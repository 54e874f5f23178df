//! Persistent wallet storage contract.
//!
//! The engine persists everything through a namespaced key/value store the
//! host application implements (browser extension storage, a file, an
//! embedded database). Records that hold secrets are encrypted by the key
//! custodian before they reach this layer; the store itself never sees
//! plaintext proof material.
//!
//! # Thread Safety
//!
//! The in-memory implementation uses `RwLock`. Lock poisoning is handled
//! gracefully by returning an error rather than panicking.

use crate::errors::CustodyError;
use crate::Result;
use async_trait::async_trait;
use std::collections::HashMap;
use std::sync::RwLock;

/// Record keys for the persisted wallet state. Each logical document lives
/// under its own key and is encrypted/decrypted independently.
pub mod record_keys {
    /// Encrypted proof list (the ledger document).
    pub const PROOFS: &str = "cashkit.proofs";
    /// Encrypted recovery seed.
    pub const SEED: &str = "cashkit.seed";
    /// Encrypted recovery phrase (human-readable form of the seed).
    pub const RECOVERY_PHRASE: &str = "cashkit.recovery_phrase";
    /// Keyset counter document. Plaintext: indices are not secret.
    pub const KEYSET_COUNTERS: &str = "cashkit.keyset_counters";
    /// Encrypted transaction log (records can embed bearer tokens).
    pub const TRANSACTIONS: &str = "cashkit.transactions";
    /// Encrypted pending mint-quote records.
    pub const PENDING_QUOTES: &str = "cashkit.pending_quotes";
    /// Encrypted pending outgoing-token records.
    pub const PENDING_TOKENS: &str = "cashkit.pending_tokens";
    /// KDF salt for the credential-derived key. Plaintext by design.
    pub const ENCRYPTION_SALT: &str = "cashkit.encryption_salt";
    /// Pre-credential random key, removed by migration.
    pub const LEGACY_KEY: &str = "cashkit.legacy_key";
    /// Known ciphertext used to verify a derived key before caching it.
    pub const KEY_CHECK: &str = "cashkit.key_check";

    /// Records encrypted with the active key, in migration order.
    pub const ENCRYPTED: &[&str] = &[
        PROOFS,
        SEED,
        RECOVERY_PHRASE,
        TRANSACTIONS,
        PENDING_QUOTES,
        PENDING_TOKENS,
    ];
}

/// Trait for the host-provided wallet store.
///
/// All values are opaque bytes; namespacing is by record key.
#[async_trait]
pub trait WalletStore: Send + Sync {
    /// Read a record, `None` if absent.
    async fn get(&self, key: &str) -> Result<Option<Vec<u8>>>;

    /// Write a record, replacing any existing value.
    async fn put(&self, key: &str, value: &[u8]) -> Result<()>;

    /// Delete a record. Deleting an absent record is not an error.
    async fn delete(&self, key: &str) -> Result<()>;

    /// List all record keys currently present.
    async fn keys(&self) -> Result<Vec<String>>;
}

/// In-memory wallet store.
///
/// **Warning**: data is lost when the process exits. Intended for tests and
/// as a reference implementation of the contract.
pub struct MemoryWalletStore {
    data: RwLock<HashMap<String, Vec<u8>>>,
}

fn lock_error(context: &str) -> CustodyError {
    CustodyError::Storage(format!("MemoryWalletStore: lock poisoned during {}", context))
}

impl MemoryWalletStore {
    pub fn new() -> Self {
        Self {
            data: RwLock::new(HashMap::new()),
        }
    }

    /// Number of stored records. Returns 0 if the lock is poisoned.
    pub fn len(&self) -> usize {
        self.data.read().map(|d| d.len()).unwrap_or(0)
    }

    pub fn is_empty(&self) -> bool {
        self.data.read().map(|d| d.is_empty()).unwrap_or(true)
    }
}

impl Default for MemoryWalletStore {
    fn default() -> Self {
        Self::new()
    }
}

#[async_trait]
impl WalletStore for MemoryWalletStore {
    async fn get(&self, key: &str) -> Result<Option<Vec<u8>>> {
        let data = self.data.read().map_err(|_| lock_error("get"))?;
        Ok(data.get(key).cloned())
    }

    async fn put(&self, key: &str, value: &[u8]) -> Result<()> {
        let mut data = self.data.write().map_err(|_| lock_error("put"))?;
        data.insert(key.to_string(), value.to_vec());
        Ok(())
    }

    async fn delete(&self, key: &str) -> Result<()> {
        let mut data = self.data.write().map_err(|_| lock_error("delete"))?;
        data.remove(key);
        Ok(())
    }

    async fn keys(&self) -> Result<Vec<String>> {
        let data = self.data.read().map_err(|_| lock_error("keys"))?;
        Ok(data.keys().cloned().collect())
    }
}
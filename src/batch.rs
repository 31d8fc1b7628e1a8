use crate::{PdfTextExtractor, Result, TextConfig};
use std::path::Path;

// ── Batch conversion ─────────────────────────────────────────────────────────

/// Convert a batch of PDF files to plain-text strings.
///
/// Given an ordered sequence of file paths, returns a `Vec<String>` of the
/// same length where element *i* is the extracted text of the document at
/// path *i*: page texts in physical order, joined by a single space.
///
/// Files are processed strictly sequentially, one document handle at a
/// time. There is no partial-success mode: the first failure — a missing
/// file, checked before that document is opened, or any MuPDF error —
/// aborts the whole batch and no results are returned.
///
/// # Example
///
/// ```no_run
/// use extracttextpdf::convert_batch;
///
/// let texts = convert_batch(&["a.pdf", "b.pdf"]).unwrap();
/// assert_eq!(texts.len(), 2);
/// ```
pub fn convert_batch<P: AsRef<Path>>(paths: &[P]) -> Result<Vec<String>> {
    convert_batch_with_config(paths, TextConfig::default())
}

/// Same operation as [`convert_batch`], with an explicit [`TextConfig`].
pub fn convert_batch_with_config<P: AsRef<Path>>(
    paths: &[P],
    config: TextConfig,
) -> Result<Vec<String>> {
    let mut texts = Vec::with_capacity(paths.len());

    for path in paths {
        let extractor = PdfTextExtractor::with_config(path, config.clone())?;
        texts.push(extractor.extract_text()?);
        // extractor (and its document handle) dropped before the next file
    }

    Ok(texts)
}
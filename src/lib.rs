//! # extracttextpdf
//!
//! A Rust library for converting batches of PDF files into plain-text
//! strings, with layout-aware reading order for multi-column documents.
//!
//! ## What this crate does
//!
//! 1. **Validate input paths** — each path in a batch must reference an
//!    existing file; a missing path aborts the whole batch.
//! 2. **Extract page text** — every page is rendered to structured text by
//!    MuPDF and reassembled in geometric reading order (top-to-bottom,
//!    left-to-right), so two-column papers come out in the order a human
//!    reads them rather than content-stream order.
//! 3. **Join pages** — the per-page texts of one document are joined into a
//!    single string, pages separated by a single space.
//!
//! ## Quick example
//!
//! ```no_run
//! use extracttextpdf::convert_batch;
//!
//! # fn main() -> Result<(), Box<dyn std::error::Error>> {
//! let texts = convert_batch(&["paper.pdf", "report.pdf"])?;
//!
//! for (i, text) in texts.iter().enumerate() {
//!     println!("document {i}: {} characters", text.len());
//! }
//! # Ok(())
//! # }
//! ```

use std::path::PathBuf;
use thiserror::Error;

mod batch;
mod extractor;
mod layout;
mod page;

pub use batch::{convert_batch, convert_batch_with_config};
pub use extractor::PdfTextExtractor;
pub use page::PageText;
// The layout module is intentionally *not* re-exported; reading-order
// assembly is an internal detail. Callers use PdfTextExtractor or the
// batch functions for all operations.

// ── Configuration ────────────────────────────────────────────────────────────

/// Runtime configuration for [`PdfTextExtractor`] and the batch functions.
#[derive(Debug, Clone)]
pub struct TextConfig {
    /// When `true` (the default), text blocks on each page are reordered by
    /// geometric position — top-to-bottom, then left-to-right — instead of
    /// the order they appear in the page's content stream. This is what
    /// makes multi-column layouts read correctly.
    pub sort_by_layout: bool,

    /// Separator inserted between the texts of consecutive pages when a
    /// whole document is joined into one string. Defaults to a single
    /// space; no page-boundary marker is emitted.
    pub page_separator: String,
}

impl Default for TextConfig {
    fn default() -> Self {
        Self {
            sort_by_layout: true,
            page_separator: " ".into(),
        }
    }
}

// ── Error type ───────────────────────────────────────────────────────────────

/// Every error that this crate can produce.
#[derive(Error, Debug)]
pub enum ExtractError {
    /// An input path does not reference an existing file. Raised before the
    /// document is ever opened; aborts the whole batch.
    #[error("No such file: {}", .0.display())]
    MissingFile(PathBuf),

    /// An input path is not valid UTF-8 and cannot be handed to MuPDF's
    /// open-by-path call.
    #[error("Path is not valid UTF-8: {}", .0.display())]
    InvalidPath(PathBuf),

    /// The underlying MuPDF library failed while opening or reading a
    /// document. Propagated untranslated.
    #[error("PDF error: {0}")]
    PdfError(#[from] mupdf::Error),

    /// A filesystem I/O error occurred outside the PDF library.
    #[error("I/O error: {0}")]
    IoError(#[from] std::io::Error),
}

/// Convenience alias used throughout this crate.
pub type Result<T> = std::result::Result<T, ExtractError>;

*WHAT THE TASK ASKS*: The required output is the stretch of entries above from the line containing "use std::path::Path;" through the line containing "than content-stream order.", reproduced exactly.

*EXERCISE SOLUTION*:
use std::path::Path;

// ── Batch conversion ─────────────────────────────────────────────────────────

/// Convert a batch of PDF files to plain-text strings.
///
/// Given an ordered sequence of file paths, returns a `Vec<String>` of the
/// same length where element *i* is the extracted text of the document at
/// path *i*: page texts in physical order, joined by a single space.
///
/// Files are processed strictly sequentially, one document handle at a
/// time. There is no partial-success mode: the first failure — a missing
/// file, checked before that document is opened, or any MuPDF error —
/// aborts the whole batch and no results are returned.
///
/// # Example
///
/// ```no_run
/// use extracttextpdf::convert_batch;
///
/// let texts = convert_batch(&["a.pdf", "b.pdf"]).unwrap();
/// assert_eq!(texts.len(), 2);
/// ```
pub fn convert_batch<P: AsRef<Path>>(paths: &[P]) -> Result<Vec<String>> {
    convert_batch_with_config(paths, TextConfig::default())
}

/// Same operation as [`convert_batch`], with an explicit [`TextConfig`].
pub fn convert_batch_with_config<P: AsRef<Path>>(
    paths: &[P],
    config: TextConfig,
) -> Result<Vec<String>> {
    let mut texts = Vec::with_capacity(paths.len());

    for path in paths {
        let extractor = PdfTextExtractor::with_config(path, config.clone())?;
        texts.push(extractor.extract_text()?);
        // extractor (and its document handle) dropped before the next file
    }

    Ok(texts)
}
filename src/lib.rs
//! # extracttextpdf
//!
//! A Rust library for converting batches of PDF files into plain-text
//! strings, with layout-aware reading order for multi-column documents.
//!
//! ## What this crate does
//!
//! 1. **Validate input paths** — each path in a batch must reference an
//!    existing file; a missing path aborts the whole batch.
//! 2. **Extract page text** — every page is rendered to structured text by
//!    MuPDF and reassembled in geometric reading order (top-to-bottom,
//!    left-to-right), so two-column papers come out in the order a human
//!    reads them rather than content-stream order.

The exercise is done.